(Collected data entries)
◇ ◇ ◇
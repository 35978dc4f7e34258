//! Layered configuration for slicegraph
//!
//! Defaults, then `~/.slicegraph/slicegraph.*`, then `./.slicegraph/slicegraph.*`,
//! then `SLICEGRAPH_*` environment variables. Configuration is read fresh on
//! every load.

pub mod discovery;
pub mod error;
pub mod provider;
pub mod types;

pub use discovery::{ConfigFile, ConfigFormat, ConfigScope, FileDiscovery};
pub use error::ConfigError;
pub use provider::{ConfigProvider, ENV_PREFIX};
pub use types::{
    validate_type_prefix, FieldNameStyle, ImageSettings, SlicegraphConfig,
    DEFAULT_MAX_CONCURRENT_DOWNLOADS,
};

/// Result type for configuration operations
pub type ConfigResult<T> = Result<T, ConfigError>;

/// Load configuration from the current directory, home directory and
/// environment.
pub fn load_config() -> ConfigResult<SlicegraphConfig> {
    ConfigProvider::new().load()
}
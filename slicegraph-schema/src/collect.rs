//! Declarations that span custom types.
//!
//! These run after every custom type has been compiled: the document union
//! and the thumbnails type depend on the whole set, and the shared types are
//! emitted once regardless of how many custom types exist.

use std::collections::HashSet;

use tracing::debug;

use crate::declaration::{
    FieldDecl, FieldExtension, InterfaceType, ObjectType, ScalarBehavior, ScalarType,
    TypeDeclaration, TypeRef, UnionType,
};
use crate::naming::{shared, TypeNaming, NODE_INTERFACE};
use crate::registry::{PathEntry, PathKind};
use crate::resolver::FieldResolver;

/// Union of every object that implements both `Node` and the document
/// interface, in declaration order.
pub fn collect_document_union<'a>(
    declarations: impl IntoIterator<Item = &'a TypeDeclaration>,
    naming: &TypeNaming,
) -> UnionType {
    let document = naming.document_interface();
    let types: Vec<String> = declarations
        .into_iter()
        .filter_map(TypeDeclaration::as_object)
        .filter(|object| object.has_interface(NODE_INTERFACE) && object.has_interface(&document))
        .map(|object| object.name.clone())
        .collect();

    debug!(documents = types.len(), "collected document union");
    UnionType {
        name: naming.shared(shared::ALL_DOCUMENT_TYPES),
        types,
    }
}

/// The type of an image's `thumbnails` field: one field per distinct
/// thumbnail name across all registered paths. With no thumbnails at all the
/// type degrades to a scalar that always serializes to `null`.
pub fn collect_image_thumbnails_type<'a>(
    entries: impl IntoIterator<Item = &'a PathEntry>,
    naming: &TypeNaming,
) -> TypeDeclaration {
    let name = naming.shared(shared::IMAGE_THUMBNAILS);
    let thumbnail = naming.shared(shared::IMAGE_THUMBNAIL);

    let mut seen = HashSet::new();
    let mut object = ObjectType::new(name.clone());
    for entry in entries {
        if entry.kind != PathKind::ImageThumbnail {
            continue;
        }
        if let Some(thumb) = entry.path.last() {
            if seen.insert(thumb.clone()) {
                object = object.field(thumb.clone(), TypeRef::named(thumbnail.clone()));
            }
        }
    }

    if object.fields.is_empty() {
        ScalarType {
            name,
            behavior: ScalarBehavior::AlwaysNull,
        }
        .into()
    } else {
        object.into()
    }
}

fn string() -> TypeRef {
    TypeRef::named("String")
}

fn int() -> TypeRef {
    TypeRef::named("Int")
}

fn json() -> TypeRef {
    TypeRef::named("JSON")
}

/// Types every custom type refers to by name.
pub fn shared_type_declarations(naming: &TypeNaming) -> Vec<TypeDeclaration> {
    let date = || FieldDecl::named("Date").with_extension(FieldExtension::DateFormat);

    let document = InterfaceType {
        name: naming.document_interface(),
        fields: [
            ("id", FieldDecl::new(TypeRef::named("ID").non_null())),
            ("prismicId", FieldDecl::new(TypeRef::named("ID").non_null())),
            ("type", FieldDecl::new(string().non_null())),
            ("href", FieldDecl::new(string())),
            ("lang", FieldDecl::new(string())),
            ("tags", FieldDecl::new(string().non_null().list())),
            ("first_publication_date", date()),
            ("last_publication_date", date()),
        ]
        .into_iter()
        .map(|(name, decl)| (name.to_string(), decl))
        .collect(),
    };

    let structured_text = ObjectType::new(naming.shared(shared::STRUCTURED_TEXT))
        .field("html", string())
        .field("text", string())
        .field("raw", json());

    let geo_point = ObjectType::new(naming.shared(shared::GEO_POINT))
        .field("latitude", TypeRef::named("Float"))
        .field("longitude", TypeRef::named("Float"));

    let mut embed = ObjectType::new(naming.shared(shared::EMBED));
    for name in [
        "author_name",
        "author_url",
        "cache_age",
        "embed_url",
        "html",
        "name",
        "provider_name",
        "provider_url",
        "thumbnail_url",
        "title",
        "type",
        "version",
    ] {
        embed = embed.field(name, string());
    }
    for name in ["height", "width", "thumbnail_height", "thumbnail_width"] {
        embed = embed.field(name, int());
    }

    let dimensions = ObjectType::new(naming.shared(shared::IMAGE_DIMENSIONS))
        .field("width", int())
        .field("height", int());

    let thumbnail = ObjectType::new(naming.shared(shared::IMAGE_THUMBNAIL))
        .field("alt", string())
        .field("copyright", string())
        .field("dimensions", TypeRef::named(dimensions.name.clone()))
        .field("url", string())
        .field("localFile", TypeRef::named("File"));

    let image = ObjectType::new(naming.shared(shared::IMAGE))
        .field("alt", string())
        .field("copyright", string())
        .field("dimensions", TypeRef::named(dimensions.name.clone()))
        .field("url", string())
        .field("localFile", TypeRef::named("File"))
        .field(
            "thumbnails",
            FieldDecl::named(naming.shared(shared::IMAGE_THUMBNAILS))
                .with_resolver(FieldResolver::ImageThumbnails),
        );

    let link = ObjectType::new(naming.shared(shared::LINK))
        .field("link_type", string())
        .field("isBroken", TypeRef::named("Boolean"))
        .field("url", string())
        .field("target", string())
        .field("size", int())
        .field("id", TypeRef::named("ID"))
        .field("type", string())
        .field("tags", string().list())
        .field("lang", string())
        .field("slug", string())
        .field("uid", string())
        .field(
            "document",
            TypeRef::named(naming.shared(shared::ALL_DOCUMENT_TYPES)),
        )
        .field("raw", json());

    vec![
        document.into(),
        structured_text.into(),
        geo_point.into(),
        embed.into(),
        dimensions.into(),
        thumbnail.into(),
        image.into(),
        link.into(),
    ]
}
◇ ◇ ◇
Transcribe all of the entries without alteration.

## Your response
repository 35978dc4f7e34258
//! Layered configuration for slicegraph
//!
//! Defaults, then `~/.slicegraph/slicegraph.*`, then `./.slicegraph/slicegraph.*`,
//! then `SLICEGRAPH_*` environment variables. Configuration is read fresh on
//! every load.

pub mod discovery;
pub mod error;
pub mod provider;
pub mod types;

pub use discovery::{ConfigFile, ConfigFormat, ConfigScope, FileDiscovery};
pub use error::ConfigError;
pub use provider::{ConfigProvider, ENV_PREFIX};
pub use types::{
    validate_type_prefix, FieldNameStyle, ImageSettings, SlicegraphConfig,
    DEFAULT_MAX_CONCURRENT_DOWNLOADS,
};

/// Result type for configuration operations
pub type ConfigResult<T> = Result<T, ConfigError>;

/// Load configuration from the current directory, home directory and
/// environment.
pub fn load_config() -> ConfigResult<SlicegraphConfig> {
    ConfigProvider::new().load()
}
filename slicegraph-schema/src/collect.rs
//! Declarations that span custom types.
//!
//! These run after every custom type has been compiled: the document union
//! and the thumbnails type depend on the whole set, and the shared types are
//! emitted once regardless of how many custom types exist.

use std::collections::HashSet;

use tracing::debug;

use crate::declaration::{
    FieldDecl, FieldExtension, InterfaceType, ObjectType, ScalarBehavior, ScalarType,
    TypeDeclaration, TypeRef, UnionType,
};
use crate::naming::{shared, TypeNaming, NODE_INTERFACE};
use crate::registry::{PathEntry, PathKind};
use crate::resolver::FieldResolver;

/// Union of every object that implements both `Node` and the document
/// interface, in declaration order.
pub fn collect_document_union<'a>(
    declarations: impl IntoIterator<Item = &'a TypeDeclaration>,
    naming: &TypeNaming,
) -> UnionType {
    let document = naming.document_interface();
    let types: Vec<String> = declarations
        .into_iter()
        .filter_map(TypeDeclaration::as_object)
        .filter(|object| object.has_interface(NODE_INTERFACE) && object.has_interface(&document))
        .map(|object| object.name.clone())
        .collect();

    debug!(documents = types.len(), "collected document union");
    UnionType {
        name: naming.shared(shared::ALL_DOCUMENT_TYPES),
        types,
    }
}

/// The type of an image's `thumbnails` field: one field per distinct
/// thumbnail name across all registered paths. With no thumbnails at all the
/// type degrades to a scalar that always serializes to `null`.
pub fn collect_image_thumbnails_type<'a>(
    entries: impl IntoIterator<Item = &'a PathEntry>,
    naming: &TypeNaming,
) -> TypeDeclaration {
    let name = naming.shared(shared::IMAGE_THUMBNAILS);
    let thumbnail = naming.shared(shared::IMAGE_THUMBNAIL);

    let mut seen = HashSet::new();
    let mut object = ObjectType::new(name.clone());
    for entry in entries {
        if entry.kind != PathKind::ImageThumbnail {
            continue;
        }
        if let Some(thumb) = entry.path.last() {
            if seen.insert(thumb.clone()) {
                object = object.field(thumb.clone(), TypeRef::named(thumbnail.clone()));
            }
        }
    }

    if object.fields.is_empty() {
        ScalarType {
            name,
            behavior: ScalarBehavior::AlwaysNull,
        }
        .into()
    } else {
        object.into()
    }
}

fn string() -> TypeRef {
    TypeRef::named("String")
}

fn int() -> TypeRef {
    TypeRef::named("Int")
}

fn json() -> TypeRef {
    TypeRef::named("JSON")
}

/// Types every custom type refers to by name.
pub fn shared_type_declarations(naming: &TypeNaming) -> Vec<TypeDeclaration> {
    let date = || FieldDecl::named("Date").with_extension(FieldExtension::DateFormat);

    let document = InterfaceType {
        name: naming.document_interface(),
        fields: [
            ("id", FieldDecl::new(TypeRef::named("ID").non_null())),
            ("prismicId", FieldDecl::new(TypeRef::named("ID").non_null())),
            ("type", FieldDecl::new(string().non_null())),
            ("href", FieldDecl::new(string())),
            ("lang", FieldDecl::new(string())),
            ("tags", FieldDecl::new(string().non_null().list())),
            ("first_publication_date", date()),
            ("last_publication_date", date()),
        ]
        .into_iter()
        .map(|(name, decl)| (name.to_string(), decl))
        .collect(),
    };

    let structured_text = ObjectType::new(naming.shared(shared::STRUCTURED_TEXT))
        .field("html", string())
        .field("text", string())
        .field("raw", json());

    let geo_point = ObjectType::new(naming.shared(shared::GEO_POINT))
        .field("latitude", TypeRef::named("Float"))
        .field("longitude", TypeRef::named("Float"));

    let mut embed = ObjectType::new(naming.shared(shared::EMBED));
    for name in [
        "author_name",
        "author_url",
        "cache_age",
        "embed_url",
        "html",
        "name",
        "provider_name",
        "provider_url",
        "thumbnail_url",
        "title",
        "type",
        "version",
    ] {
        embed = embed.field(name, string());
    }
    for name in ["height", "width", "thumbnail_height", "thumbnail_width"] {
        embed = embed.field(name, int());
    }

    let dimensions = ObjectType::new(naming.shared(shared::IMAGE_DIMENSIONS))
        .field("width", int())
        .field("height", int());

    let thumbnail = ObjectType::new(naming.shared(shared::IMAGE_THUMBNAIL))
        .field("alt", string())
        .field("copyright", string())
        .field("dimensions", TypeRef::named(dimensions.name.clone()))
        .field("url", string())
        .field("localFile", TypeRef::named("File"));

    let image = ObjectType::new(naming.shared(shared::IMAGE))
        .field("alt", string())
        .field("copyright", string())
        .field("dimensions", TypeRef::named(dimensions.name.clone()))
        .field("url", string())
        .field("localFile", TypeRef::named("File"))
        .field(
            "thumbnails",
            FieldDecl::named(naming.shared(shared::IMAGE_THUMBNAILS))
                .with_resolver(FieldResolver::ImageThumbnails),
        );

    let link = ObjectType::new(naming.shared(shared::LINK))
        .field("link_type", string())
        .field("isBroken", TypeRef::named("Boolean"))
        .field("url", string())
        .field("target", string())
        .field("size", int())
        .field("id", TypeRef::named("ID"))
        .field("type", string())
        .field("tags", string().list())
        .field("lang", string())
        .field("slug", string())
        .field("uid", string())
        .field(
            "document",
            TypeRef::named(naming.shared(shared::ALL_DOCUMENT_TYPES)),
        )
        .field("raw", json());

    vec![
        document.into(),
        structured_text.into(),
        geo_point.into(),
        embed.into(),
        dimensions.into(),
        thumbnail.into(),
        image.into(),
        link.into(),
    ]
}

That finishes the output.